Anti-corruption watchdogs from around the region will meet in Grand Cayman this week for the fifth annual conference of the Commonwealth Caribbean Association of Integrity Commissions and Anti-Corruption Bodies.
Patricia Scotland, the secretary-general of the Commonwealth, will open the week-long conference Monday morning with a speech at the Grand Cayman Marriott Beach Resort.
The theme for this year’s conference, organised locally by the Commission for Standards in Public Life, is ‘Transforming Words into Action: Revitalising the Fight Against Corruption’.
Commissions Secretariat Manager Deborah Bodden said this is the first time for the Cayman Islands to host the event, which will be attended by anti-corruption unites from Antigua and Barbuda, Bahamas, Belize, Dominica, Grenada, Guyana, Jamaica, St. Lucia, Trinidad and Tobago, Turks and Caicos, as well as from Cayman.

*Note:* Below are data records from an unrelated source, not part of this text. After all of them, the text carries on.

//! The turn-phase machine.
//!
//! ```text
//! Start --transition_to_premove--> PreMove --move--> PostMove --end_turn--> Start
//!                                                        \--(one player left)--> Winner
//! ```

use std::sync::Arc;

use log::{debug, info, warn};

use super::Game;
use crate::board::Card;
use crate::core::{Action, ActionKind, DiceRoll, PlayerId, TurnPhase};

impl Game {
    /// Begin the current player's turn.
    ///
    /// Clears the dice, counts the turn, advances the jail counter and fires
    /// the save hook. No actions are offered until `transition_to_premove`.
    pub fn start_turn(&mut self) {
        self.phase = TurnPhase::Start;
        self.dice_rolls.clear();
        self.turns += 1;
        self.current_player_mut().start_turn();
        debug!("Turn {} begins for {}", self.turns, self.current);
        self.fire_saver();
    }

    /// Offer the actions of the tile the current player stands on.
    pub fn transition_to_premove(&mut self) {
        self.phase = TurnPhase::PreMove;
        let location = self.current_player().location();
        self.current_actions = self.tile_actions(location);
    }

    /// Move the current player forward `steps` tiles.
    ///
    /// Tiles strictly between the start and the destination are passed; the
    /// destination is landed on and offers its actions.
    pub fn move_by(&mut self, steps: usize) {
        self.phase = TurnPhase::PostMove;
        self.set_current_card(None);

        let tile_count = self.board.tile_count();
        let start = self.current_player().location();
        let end = (start + steps) % tile_count;
        self.current_player_mut().set_location(end);
        debug!("{} moves {} from {} to {}", self.current, steps, start, end);

        for i in 1..steps {
            self.on_pass((start + i) % tile_count);
        }

        self.on_land(end);
        self.current_actions = self.tile_actions(end);
    }

    /// Roll two dice and resolve the roll.
    pub fn roll_dice_and_move(&mut self) {
        let roll = self.rng.roll_dice();
        self.apply_roll(roll);
    }

    /// Resolve a roll exactly as `roll_dice_and_move` would.
    ///
    /// A third double in one turn sends the player to jail instead of moving.
    /// With no jail on the board the roll is discarded and the offered actions
    /// stay as they were, so the player rolls again.
    pub fn apply_roll(&mut self, roll: DiceRoll) {
        self.dice_rolls.push(roll);
        debug!("{} rolls {}", self.current, roll);

        if roll.is_double() && self.dice_rolls.len() >= 3 {
            let board = Arc::clone(&self.board);
            if self.current_player_mut().send_to_jail(&board) {
                info!("{} rolled three doubles and goes to jail", self.current);
                self.phase = TurnPhase::PostMove;
                let location = self.current_player().location();
                self.on_land(location);
                self.current_actions = self.tile_actions(location);
            } else {
                warn!("{} rolled three doubles but the board has no jail", self.current);
            }
            return;
        }

        self.move_by(roll.sum());
    }

    /// The action that rolls the dice.
    #[must_use]
    pub fn move_action(&self) -> Action {
        Action::free("Move", ActionKind::Move)
    }

    /// The action that finishes the turn.
    ///
    /// After a double a free player rolls again instead.
    #[must_use]
    pub fn end_turn_action(&self) -> Action {
        let rolled_double = self.last_roll().is_some_and(DiceRoll::is_double);
        if rolled_double && !self.current_player().is_jailed() {
            return self.move_action();
        }
        Action::free("End Turn", ActionKind::EndTurn)
    }

    /// Finish the current turn and pass play to the next living player.
    ///
    /// A player left in debt is bankrupted first. With one player left alive
    /// that player wins; with none, the current player does.
    pub fn end_turn(&mut self) {
        self.current_actions.clear();
        self.set_current_card(None);

        if self.current_player().items.has_debt() {
            self.mark_as_dead(self.current);
        }

        let alive = self.players.values().filter(|p| p.is_alive()).count();
        let count = self.player_count();

        for i in 1..=count {
            let candidate = PlayerId::new(((self.current.index() + i) % count) as u8);
            if self.players[candidate].is_alive() {
                self.current = candidate;
                if alive == 1 {
                    self.declare_winner();
                } else {
                    self.start_turn();
                }
                return;
            }
        }

        warn!("Every player is dead; {} wins by default", self.current);
        self.declare_winner();
    }

    /// End the game with the current player as the winner.
    pub fn declare_winner(&mut self) {
        self.phase = TurnPhase::Winner;
        info!("{} wins after {} turns", self.current, self.turns);
        self.fire_saver();
    }

    /// Present a card, replacing the offered actions with its own.
    ///
    /// `None` only clears the card; the offered actions are left alone.
    pub fn set_current_card(&mut self, card: Option<Card>) {
        if let Some(card) = &card {
            debug!("{} is presented {:?}", self.current, card.title());
            self.current_actions = self.card_actions(card);
        }
        self.current_card = card;
    }
}

#[cfg(test)]
mod tests {
    use super::*;
    use crate::board::{presets, MONEY};

    #[test]
    fn test_transition_to_premove_offers_move() {
        let mut game = Game::new(presets::standard(), 2, 1);
        game.transition_to_premove();
        assert_eq!(game.phase(), TurnPhase::PreMove);
        assert_eq!(game.current_actions(), &[game.move_action()]);
    }

    #[test]
    fn test_move_lands_and_offers_tile_actions() {
        let mut game = Game::new(presets::standard(), 2, 1);
        game.transition_to_premove();
        game.apply_roll(DiceRoll(1, 3));

        assert_eq!(game.phase(), TurnPhase::PostMove);
        assert_eq!(game.current_player().location(), 4);
        let names: Vec<_> = game.current_actions().iter().map(|a| a.name.as_str()).collect();
        assert_eq!(names, ["Pay Tax"]);
    }

    #[test]
    fn test_pass_go_grants_reward() {
        let mut game = Game::new(presets::standard(), 2, 1);
        game.current_player_mut().set_location(38);
        game.move_by(5);

        assert_eq!(game.current_player().location(), 3);
        assert_eq!(game.current_player().items.get(MONEY), 1700);
    }

    #[test]
    fn test_land_on_go_grants_reward_once() {
        let mut game = Game::new(presets::standard(), 2, 1);
        game.current_player_mut().set_location(35);
        game.move_by(5);

        assert_eq!(game.current_player().location(), 0);
        assert_eq!(game.current_player().items.get(MONEY), 1700);
    }

    #[test]
    fn test_end_turn_action_after_double() {
        let mut game = Game::new(presets::standard(), 2, 1);
        game.apply_roll(DiceRoll(2, 2));
        assert_eq!(game.end_turn_action(), game.move_action());

        game.apply_roll(DiceRoll(1, 2));
        assert_eq!(game.end_turn_action().kind, ActionKind::EndTurn);
    }

    #[test]
    fn test_end_turn_advances_player() {
        let mut game = Game::new(presets::standard(), 3, 1);
        game.end_turn();
        assert_eq!(game.current_player_id(), PlayerId::new(1));
        assert_eq!(game.turns(), 2);
        assert_eq!(game.phase(), TurnPhase::Start);
    }

    #[test]
    fn test_end_turn_skips_dead_players() {
        let mut game = Game::new(presets::standard(), 3, 1);
        game.mark_as_dead(PlayerId::new(1));
        game.end_turn();
        assert_eq!(game.current_player_id(), PlayerId::new(2));
    }

    #[test]
    fn test_last_player_standing_wins() {
        let mut game = Game::new(presets::standard(), 2, 1);
        game.current_player_mut().items.set(MONEY, -1);
        game.end_turn();

        assert_eq!(game.phase(), TurnPhase::Winner);
        assert_eq!(game.current_player_id(), PlayerId::new(1));
        assert!(!game.player(PlayerId::new(0)).is_alive());
    }

    #[test]
    fn test_everyone_dead_current_wins() {
        let mut game = Game::new(presets::standard(), 1, 1);
        game.current_player_mut().items.set(MONEY, -1);
        game.end_turn();

        assert_eq!(game.phase(), TurnPhase::Winner);
        assert_eq!(game.current_player_id(), PlayerId::new(0));
    }

    #[test]
    fn test_clearing_card_keeps_actions() {
        let mut game = Game::new(presets::standard(), 2, 1);
        game.set_current_card(Some(Card::GoToJail));
        assert_eq!(game.current_actions()[0].name, "Accept Fate");

        game.set_current_card(None);
        assert!(game.current_card().is_none());
        assert_eq!(game.current_actions()[0].name, "Accept Fate");
    }
}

Others include representatives from the Commonwealth Secretariat, United Nations Office on Drugs and Crime, National Integrity Action Jamaica and the Robert H. Smith of Business at the University of Maryland.
Panel discussions will cover corruption in sports, modernising legislative frameworks, the investigative battle against corruption and new technologies to combat corruption.
Additionally, representatives from each country will provide updates on the past year’s work of their countries’ commissions.
“We are very excited that the Cayman Islands is hosting this year’s event as this annual conference has a very useful purpose. I believe we all have a lot to learn and share in both the development and implementation of meaningful and effective strategies for controlling corruption,” said local attorney Rosie Myles, who leads Cayman’s Commission on Standards in Public Life.